John from Toronto:
I have windows 7 home premium.I use Microsoft security essentials. Do I still need an anti virus? Thank you in advance.
Microsoft Security Essentials is a free program that you can download for your Windows PC.
In test results conducted by AVTest an independent IT security company, it scored OK, but not great. Security Essentials ranked 9 0ut of 10 systems tested, but that score isn’t as bad as it sounds. It still detected 59 out of 60 instances of malware, removed 53 out of 60 malware components and scored 88% on total system repair.
Essentials also detected all of the viruses thrown its way and managed to complete remove 26 out of 30.

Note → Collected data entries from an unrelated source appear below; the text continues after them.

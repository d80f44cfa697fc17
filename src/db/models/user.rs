//! User accounts.

use serde::{Deserialize, Serialize};
use sqlx::{FromRow, SqlitePool};

/// Account role
#[derive(Debug, Clone, Copy, PartialEq, Eq, Serialize, Deserialize, sqlx::Type, Default)]
#[serde(rename_all = "lowercase")]
#[sqlx(rename_all = "lowercase")]
pub enum UserRole {
    #[default]
    User,
    Admin,
}

impl UserRole {
    pub fn as_str(&self) -> &'static str {
        match self {
            UserRole::User => "user",
            UserRole::Admin => "admin",
        }
    }
}

impl std::fmt::Display for UserRole {
    fn fmt(&self, f: &mut std::fmt::Formatter<'_>) -> std::fmt::Result {
        f.write_str(self.as_str())
    }
}

impl std::str::FromStr for UserRole {
    type Err = String;

    fn from_str(s: &str) -> Result<Self, Self::Err> {
        match s.to_lowercase().as_str() {
            "user" => Ok(Self::User),
            "admin" => Ok(Self::Admin),
            _ => Err(format!("Unknown role: {}", s)),
        }
    }
}

#[derive(Debug, Clone, Serialize, Deserialize, FromRow)]
pub struct User {
    pub id: String,
    pub email: String,
    #[serde(skip_serializing)]
    pub password_hash: String,
    pub name: String,
    pub role: UserRole,
    /// Contact number used for WhatsApp notifications
    pub whatsapp: Option<String>,
    pub created_at: String,
    pub updated_at: String,
}

impl User {
    pub fn is_admin(&self) -> bool {
        self.role == UserRole::Admin
    }

    pub async fn find_by_id(db: &SqlitePool, id: &str) -> Result<Option<User>, sqlx::Error> {
        sqlx::query_as("SELECT * FROM users WHERE id = ?")
            .bind(id)
            .fetch_optional(db)
            .await
    }

    pub async fn find_by_email(db: &SqlitePool, email: &str) -> Result<Option<User>, sqlx::Error> {
        sqlx::query_as("SELECT * FROM users WHERE email = ?")
            .bind(email)
            .fetch_optional(db)
            .await
    }

    pub async fn list(db: &SqlitePool) -> Result<Vec<User>, sqlx::Error> {
        sqlx::query_as("SELECT * FROM users ORDER BY created_at DESC")
            .fetch_all(db)
            .await
    }

    pub async fn admin_exists(db: &SqlitePool) -> Result<bool, sqlx::Error> {
        let count: i64 = sqlx::query_scalar("SELECT COUNT(*) FROM users WHERE role = 'admin'")
            .fetch_one(db)
            .await?;
        Ok(count > 0)
    }

    /// Insert a new account. The password must already be hashed.
    pub async fn create(db: &SqlitePool, new: NewUser<'_>) -> Result<User, sqlx::Error> {
        let id = uuid::Uuid::new_v4().to_string();
        let now = crate::db::now();

        sqlx::query(
            r#"
            INSERT INTO users (id, email, password_hash, name, role, whatsapp, created_at, updated_at)
            VALUES (?, ?, ?, ?, ?, ?, ?, ?)
            "#,
        )
        .bind(&id)
        .bind(new.email)
        .bind(new.password_hash)
        .bind(new.name)
        .bind(new.role)
        .bind(new.whatsapp)
        .bind(&now)
        .bind(&now)
        .execute(db)
        .await?;

        Ok(User {
            id,
            email: new.email.to_string(),
            password_hash: new.password_hash.to_string(),
            name: new.name.to_string(),
            role: new.role,
            whatsapp: new.whatsapp.map(|s| s.to_string()),
            created_at: now.clone(),
            updated_at: now,
        })
    }

    /// Persist every mutable column of this user
    pub async fn save(&self, db: &SqlitePool) -> Result<User, sqlx::Error> {
        let now = crate::db::now();
        sqlx::query(
            r#"
            UPDATE users
            SET email = ?, password_hash = ?, name = ?, role = ?, whatsapp = ?, updated_at = ?
            WHERE id = ?
            "#,
        )
        .bind(&self.email)
        .bind(&self.password_hash)
        .bind(&self.name)
        .bind(self.role)
        .bind(&self.whatsapp)
        .bind(&now)
        .bind(&self.id)
        .execute(db)
        .await?;

        let mut saved = self.clone();
        saved.updated_at = now;
        Ok(saved)
    }

    /// Delete an account; requests and sessions cascade, access logs stay
    pub async fn delete(db: &SqlitePool, id: &str) -> Result<bool, sqlx::Error> {
        let result = sqlx::query("DELETE FROM users WHERE id = ?")
            .bind(id)
            .execute(db)
            .await?;
        Ok(result.rows_affected() > 0)
    }
}

/// Column values for [`User::create`]
#[derive(Debug, Clone, Copy)]
pub struct NewUser<'a> {
    pub email: &'a str,
    pub password_hash: &'a str,
    pub name: &'a str,
    pub role: UserRole,
    pub whatsapp: Option<&'a str>,
}

#[derive(Debug, Clone, Serialize, Deserialize)]
pub struct UserResponse {
    pub id: String,
    pub email: String,
    pub name: String,
    pub role: UserRole,
    pub whatsapp: Option<String>,
    pub created_at: String,
}

impl From<User> for UserResponse {
    fn from(user: User) -> Self {
        Self {
            id: user.id,
            email: user.email,
            name: user.name,
            role: user.role,
            whatsapp: user.whatsapp,
            created_at: user.created_at,
        }
    }
}

#[derive(Debug, Deserialize)]
pub struct LoginRequest {
    pub email: String,
    pub password: String,
}

#[derive(Debug, Serialize)]
pub struct LoginResponse {
    pub token: String,
    pub expires_at: String,
    pub user: UserResponse,
}

/// Public self-registration
#[derive(Debug, Deserialize)]
pub struct RegisterRequest {
    pub name: String,
    pub email: String,
    pub password: String,
    #[serde(default)]
    pub whatsapp: Option<String>,
}

/// Account creation by an admin
#[derive(Debug, Deserialize)]
pub struct CreateUserRequest {
    pub name: String,
    pub email: String,
    pub password: String,
    #[serde(default)]
    pub role: UserRole,
    #[serde(default)]
    pub whatsapp: Option<String>,
}

/// Account edit by an admin; absent fields are left unchanged
#[derive(Debug, Default, Deserialize)]
pub struct UpdateUserRequest {
    pub name: Option<String>,
    pub email: Option<String>,
    pub role: Option<UserRole>,
    pub whatsapp: Option<String>,
    pub password: Option<String>,
}

/// Self-service profile edit
#[derive(Debug, Default, Deserialize)]
pub struct UpdateProfileRequest {
    pub name: Option<String>,
    pub whatsapp: Option<String>,
    pub password: Option<String>,
    /// Required when `password` is set
    pub current_password: Option<String>,
}

#[cfg(test)]
mod tests {
    use super::*;
    use crate::db::test_pool;

    #[test]
    fn test_role_roundtrip() {
        assert_eq!("admin".parse::<UserRole>(), Ok(UserRole::Admin));
        assert_eq!("USER".parse::<UserRole>(), Ok(UserRole::User));
        assert!("owner".parse::<UserRole>().is_err());
        assert_eq!(UserRole::Admin.to_string(), "admin");
    }

    #[test]
    fn test_password_hash_never_serialized() {
        let user = User {
            id: "u1".to_string(),
            email: "a@b.com".to_string(),
            password_hash: "secret-hash".to_string(),
            name: "A".to_string(),
            role: UserRole::User,
            whatsapp: None,
            created_at: "2024-01-01T00:00:00.000Z".to_string(),
            updated_at: "2024-01-01T00:00:00.000Z".to_string(),
        };
        let json = serde_json::to_string(&user).unwrap();
        assert!(!json.contains("secret-hash"));
    }

    #[tokio::test]
    async fn test_create_and_find() {
        let db = test_pool().await;
        let user = User::create(
            &db,
            NewUser {
                email: "ana@example.com",
                password_hash: "hash",
                name: "Ana",
                role: UserRole::User,
                whatsapp: Some("11999999999"),
            },
        )
        .await
        .unwrap();

        let found = User::find_by_email(&db, "ana@example.com").await.unwrap().unwrap();
        assert_eq!(found.id, user.id);
        assert_eq!(found.role, UserRole::User);
        assert_eq!(found.whatsapp.as_deref(), Some("11999999999"));
        assert!(!User::admin_exists(&db).await.unwrap());
    }

    #[tokio::test]
    async fn test_duplicate_email_rejected() {
        let db = test_pool().await;
        let new = NewUser {
            email: "dup@example.com",
            password_hash: "hash",
            name: "Dup",
            role: UserRole::User,
            whatsapp: None,
        };
        User::create(&db, new).await.unwrap();
        assert!(User::create(&db, new).await.is_err());
    }
}
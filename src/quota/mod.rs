//! Daily and weekly submission quotas.

use chrono::{DateTime, Datelike, Duration, TimeZone, Utc};
use dashmap::DashMap;
use serde::Serialize;
use std::sync::Arc;
use thiserror::Error;
use tokio::sync::{Mutex, OwnedMutexGuard};

use crate::api::metrics::REQUEST_QUOTA_DENIALS_TOTAL;
use crate::config::WeekStart;
use crate::db::{DbPool, MediaRequest, Settings};

#[derive(Debug, Clone, Copy, PartialEq, Eq, Serialize)]
#[serde(rename_all = "lowercase")]
pub enum QuotaWindow {
    Daily,
    Weekly,
}

impl QuotaWindow {
    pub fn as_str(&self) -> &'static str {
        match self {
            QuotaWindow::Daily => "daily",
            QuotaWindow::Weekly => "weekly",
        }
    }

    fn label(&self) -> &'static str {
        match self {
            QuotaWindow::Daily => "Daily",
            QuotaWindow::Weekly => "Weekly",
        }
    }
}

/// Why a submission was refused
#[derive(Debug, Clone, PartialEq, Eq, Error)]
pub enum QuotaDenied {
    #[error("{} request limit reached ({used}/{limit})", .window.label())]
    LimitReached {
        window: QuotaWindow,
        limit: i64,
        used: i64,
    },
    #[error("Request limits are not configured")]
    SettingsMissing,
}

/// Submissions counted in each window
#[derive(Debug, Clone, Copy, PartialEq, Eq)]
pub struct Usage {
    pub daily: i64,
    pub weekly: i64,
}

/// Midnight UTC of the day containing `now`
pub fn start_of_day(now: DateTime<Utc>) -> DateTime<Utc> {
    Utc.from_utc_datetime(&now.date_naive().and_time(chrono::NaiveTime::MIN))
}

/// Midnight UTC of the first day of the week containing `now`
pub fn start_of_week(now: DateTime<Utc>, week_start: WeekStart) -> DateTime<Utc> {
    let weekday = now.weekday();
    let days_back = match week_start {
        WeekStart::Sunday => weekday.num_days_from_sunday(),
        WeekStart::Monday => weekday.num_days_from_monday(),
    };
    start_of_day(now) - Duration::days(days_back as i64)
}

/// Decide a submission from counted usage. The daily window is checked first,
/// and missing settings deny.
pub fn evaluate(settings: Option<&Settings>, usage: Usage) -> Result<(), QuotaDenied> {
    let settings = settings.ok_or(QuotaDenied::SettingsMissing)?;

    if usage.daily >= settings.request_limit_per_day {
        return Err(QuotaDenied::LimitReached {
            window: QuotaWindow::Daily,
            limit: settings.request_limit_per_day,
            used: usage.daily,
        });
    }

    if usage.weekly >= settings.request_limit_per_week {
        return Err(QuotaDenied::LimitReached {
            window: QuotaWindow::Weekly,
            limit: settings.request_limit_per_week,
            used: usage.weekly,
        });
    }

    Ok(())
}

/// Count `user_id`'s submissions in the current windows and evaluate them.
/// Read-only; the caller inserts the request after an `Ok`.
pub async fn check_submission_allowed(
    db: &DbPool,
    settings: Option<&Settings>,
    user_id: &str,
    now: DateTime<Utc>,
    week_start: WeekStart,
) -> Result<Result<(), QuotaDenied>, sqlx::Error> {
    if settings.is_none() {
        return Ok(Err(QuotaDenied::SettingsMissing));
    }

    let day = crate::db::timestamp(start_of_day(now));
    let week = crate::db::timestamp(start_of_week(now, week_start));

    let usage = Usage {
        daily: MediaRequest::count_since(db, user_id, &day).await?,
        weekly: MediaRequest::count_since(db, user_id, &week).await?,
    };

    let verdict = evaluate(settings, usage);
    if let Err(ref denied) = verdict {
        tracing::warn!(user_id = user_id, reason = %denied, "Submission refused by quota");
        if let QuotaDenied::LimitReached { window, .. } = denied {
            metrics::counter!(REQUEST_QUOTA_DENIALS_TOTAL, "window" => window.as_str())
                .increment(1);
        }
    }
    Ok(verdict)
}

/// Per-user locks that serialize the check-then-insert of a submission
#[derive(Debug, Default)]
pub struct SubmissionLocks {
    locks: DashMap<String, Arc<Mutex<()>>>,
}

impl SubmissionLocks {
    pub fn new() -> Self {
        Self::default()
    }

    /// Wait for exclusive submission rights for `user_id`
    pub async fn acquire(&self, user_id: &str) -> OwnedMutexGuard<()> {
        let lock = self
            .locks
            .entry(user_id.to_string())
            .or_insert_with(|| Arc::new(Mutex::new(())))
            .clone();
        lock.lock_owned().await
    }

    /// Drop locks nobody is holding or waiting on
    pub fn prune(&self) {
        self.locks.retain(|_, lock| Arc::strong_count(lock) > 1);
    }

    pub fn len(&self) -> usize {
        self.locks.len()
    }

    pub fn is_empty(&self) -> bool {
        self.locks.is_empty()
    }
}

#[cfg(test)]
mod tests {
    use super::*;
    use crate::db::fixtures::{request_at, user};
    use crate::db::{test_pool, UserRole};
    use tokio_test::{assert_err, assert_ok};

    fn at(s: &str) -> DateTime<Utc> {
        DateTime::parse_from_rfc3339(s).unwrap().with_timezone(&Utc)
    }

    fn limits(day: i64, week: i64) -> Settings {
        Settings {
            request_limit_per_day: day,
            request_limit_per_week: week,
            ..Default::default()
        }
    }

    #[test]
    fn test_window_boundaries() {
        // Wednesday
        let now = at("2024-03-06T15:30:00Z");
        assert_eq!(start_of_day(now), at("2024-03-06T00:00:00Z"));
        assert_eq!(start_of_week(now, WeekStart::Sunday), at("2024-03-03T00:00:00Z"));
        assert_eq!(start_of_week(now, WeekStart::Monday), at("2024-03-04T00:00:00Z"));

        let sunday = at("2024-03-03T08:00:00Z");
        assert_eq!(start_of_week(sunday, WeekStart::Sunday), at("2024-03-03T00:00:00Z"));
        assert_eq!(start_of_week(sunday, WeekStart::Monday), at("2024-02-26T00:00:00Z"));
    }

    #[test]
    fn test_daily_limit_wins_regardless_of_weekly() {
        let settings = limits(10, 50);
        for weekly in [10, 49, 50, 500] {
            let denied = evaluate(Some(&settings), Usage { daily: 10, weekly }).unwrap_err();
            assert!(matches!(
                denied,
                QuotaDenied::LimitReached {
                    window: QuotaWindow::Daily,
                    limit: 10,
                    ..
                }
            ));
            assert!(denied.to_string().starts_with("Daily request limit reached"));
        }
    }

    #[test]
    fn test_weekly_limit_below_daily() {
        let settings = limits(10, 50);
        let denied = evaluate(Some(&settings), Usage { daily: 3, weekly: 50 }).unwrap_err();
        assert_eq!(
            denied,
            QuotaDenied::LimitReached {
                window: QuotaWindow::Weekly,
                limit: 50,
                used: 50
            }
        );
        assert_eq!(denied.to_string(), "Weekly request limit reached (50/50)");
        assert_ok!(evaluate(Some(&settings), Usage { daily: 9, weekly: 49 }));
    }

    #[test]
    fn test_missing_settings_deny() {
        assert_eq!(
            evaluate(None, Usage { daily: 0, weekly: 0 }),
            Err(QuotaDenied::SettingsMissing)
        );
    }

    #[tokio::test]
    async fn test_counts_only_current_windows() {
        let db = test_pool().await;
        let ana = user(&db, "ana@example.com", UserRole::User).await;
        let other = user(&db, "other@example.com", UserRole::User).await;
        let now = at("2024-03-06T15:30:00Z");

        // Previous week, this week before today, today
        request_at(&db, &ana.id, "2024-03-02T23:59:59.999Z").await;
        request_at(&db, &ana.id, "2024-03-04T10:00:00.000Z").await;
        request_at(&db, &ana.id, "2024-03-06T00:00:00.000Z").await;
        request_at(&db, &other.id, "2024-03-06T01:00:00.000Z").await;

        let settings = limits(1, 10);
        let verdict =
            check_submission_allowed(&db, Some(&settings), &ana.id, now, WeekStart::Sunday)
                .await
                .unwrap();
        assert_eq!(
            verdict,
            Err(QuotaDenied::LimitReached {
                window: QuotaWindow::Daily,
                limit: 1,
                used: 1
            })
        );

        let settings = limits(5, 2);
        let verdict =
            check_submission_allowed(&db, Some(&settings), &ana.id, now, WeekStart::Sunday)
                .await
                .unwrap();
        assert_eq!(
            verdict,
            Err(QuotaDenied::LimitReached {
                window: QuotaWindow::Weekly,
                limit: 2,
                used: 2
            })
        );

        let settings = limits(5, 3);
        assert_ok!(
            check_submission_allowed(&db, Some(&settings), &ana.id, now, WeekStart::Sunday)
                .await
                .unwrap()
        );
    }

    #[tokio::test]
    async fn test_missing_settings_skip_counting() {
        let db = test_pool().await;
        assert_err!(
            check_submission_allowed(&db, None, "nobody", Utc::now(), WeekStart::Sunday)
                .await
                .unwrap()
        );
    }

    #[tokio::test]
    async fn test_submission_lock_serializes_same_user() {
        let locks = Arc::new(SubmissionLocks::new());
        let guard = locks.acquire("ana").await;

        let contender = {
            let locks = locks.clone();
            tokio::spawn(async move {
                let _guard = locks.acquire("ana").await;
            })
        };
        tokio::task::yield_now().await;
        assert!(!contender.is_finished());

        // A different user is not blocked
        drop(locks.acquire("bob").await);

        drop(guard);
        contender.await.unwrap();

        locks.prune();
        assert!(locks.is_empty());
    }
}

Security Essentials was tested along with Avast, AGV, Avira, Bitdefender, Kaspersky, Malwarebytes and Norton. The good news is that all of the programs did an acceptable job of protecting your computer.
But some did a better job than Microsoft Security Essentials. According to AVTest, Malwarebytes, Bitdefender and Kaspersky did the best job among the security suites they tested. Though they say that everything they tested, including Microsoft Security Essentials, did okay.
Microsoft does regularly update the security definitions for Security Essentials, but they also share this same information with third-party security providers and it looks like some of these programs do a better job of implementing the clean-up than Security Essentials.
It’s a little like the difference between having one lock on your door and adding an extra deadbolt for protection. It’s certainly not a bad idea to consider moving up to an added layer of defense for your computer. In addition to an anti-virus, it’s always a good idea to have malware protection.
Just a reminder to Windows users that while Vista, Windows 7 and Windows 8.1 can be protected by Security Essentials or third-party security software, there is no protection for Windows XP. You can clean off previously known threats, but there are no fixes coming from Microsoft for new threats.